There are two looming Medicare payment cuts scheduled to take effect on Jan. 1 unless Congress takes action. “One is tied to Congressional budget rules, known as ‘pay-as-you-go’ or ‘PAYGO,’ that require the cost of legislation to be paid for,” Pugach said. “This represents a potential 4 percent cut to Medicare payment rates.”
The other cut is linked to restrictions on the Medicare program that require that payment rate increases in the Medicare Physician Fee Schedule be offset by corresponding decreases to ensure no overall increase in the total cost of the program. “This constraint on Medicare payment rates for physicians is known as budget neutrality and has been an issue for the past few years following revisions to outpatient evaluation and management rates in 2020,” Pugach said. “Congress has provided temporary funding each of the past two years to offset at least a portion of the budget neutrality cut, which will be nearly 4.5 percent in 2023 if Congress does not act again this year.”

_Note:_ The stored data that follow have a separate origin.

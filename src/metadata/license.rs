//! License text lookup for an installed package.

use crate::types::{LinkedPkgError, Result};
use std::fs::{self, DirEntry};
use std::path::Path;
use tracing::debug;

/// Find the license text of the package installed in `dir`.
///
/// A `LICENSE*` file wins over anything else. Otherwise the license section of a
/// `README*` file is used. Entries are tried in directory listing order.
pub fn locate_license(dir: &Path) -> Result<String> {
    let entries: Vec<DirEntry> = fs::read_dir(dir)?.filter_map(|e| e.ok()).collect();

    for entry in entries.iter().filter(|e| has_prefix(e, "LICENSE")) {
        match fs::read(entry.path()) {
            Ok(content) => return Ok(String::from_utf8_lossy(&content).trim().to_string()),
            Err(e) => debug!("Cannot read {}: {}", entry.path().display(), e),
        }
    }

    for entry in entries.iter().filter(|e| has_prefix(e, "README")) {
        let Ok(content) = fs::read(entry.path()) else {
            continue;
        };
        if let Some(section) = readme_license_section(&String::from_utf8_lossy(&content)) {
            return Ok(section);
        }
        debug!(
            "No closed license section in {}",
            entry.path().display()
        );
    }

    Err(LinkedPkgError::LicenseFileMissing)
}

/// Non-directory entry whose upper-cased name starts with `prefix`.
fn has_prefix(entry: &DirEntry, prefix: &str) -> bool {
    let is_dir = entry.file_type().map(|t| t.is_dir()).unwrap_or(true);
    !is_dir
        && entry
            .file_name()
            .to_string_lossy()
            .to_uppercase()
            .starts_with(prefix)
}

/// Extract the body of the first Markdown heading that mentions "license".
///
/// The section ends at the next heading of the same or a shallower level. A section
/// still open at the end of the text yields nothing.
fn readme_license_section(text: &str) -> Option<String> {
    let mut level: Option<usize> = None;
    let mut captured: Vec<&str> = Vec::new();

    for line in text.lines() {
        match level {
            None => {
                if line.starts_with('#') && line.to_uppercase().contains("LICENSE") {
                    level = Some(heading_level(line));
                }
            }
            Some(open) => {
                if line.starts_with('#') && heading_level(line) <= open {
                    return Some(trim_blank_lines(&captured));
                }
                captured.push(line);
            }
        }
    }

    None
}

fn heading_level(line: &str) -> usize {
    line.len() - line.trim_start_matches('#').len()
}

fn trim_blank_lines(lines: &[&str]) -> String {
    let start = lines.iter().position(|l| !l.trim().is_empty());
    let end = lines.iter().rposition(|l| !l.trim().is_empty());
    match (start, end) {
        (Some(start), Some(end)) => lines[start..=end].join("\n"),
        _ => String::new(),
    }
}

Congress is expected to waive the PAYGO requirement and avoid the 4 percent cut because it would impact more than physician payment rates, Pugach said. “However, whether and to what extent Congress addresses the 4.5 percent Medicare budget neutrality cut to physicians is less certain,” he added.
ACP has been urging Congress to act to prevent both cuts from taking effect in January and to provide physician payment rates with an inflationary update based on the Medicare Economic Index. “Most members of Congress do not realize that Medicare payment rates for physicians haven't been updated to account for the rising cost of caring for patients and are facing cuts. They don't understand the impact that this can have on patients' access to care,” Pugach said. “The best way to help lawmakers better appreciate this issue is for them to hear directly from their constituents who care for patients in their communities and are directly impacted by this problem.”
ACP members can utilize the College's grassroots platform to email their congressional representatives. “It is important that the internal medicine community make its voice heard. Members of Congress need to hear from physicians in their communities about why addressing these cuts needs to be prioritized,” Pugach said.
“Looking ahead to next year,” he added, “ACP will be pushing for Congress to address the systemic challenges in Medicare that have put physicians in this untenable situation and have even kept physician payment rates from being updated for inflation.”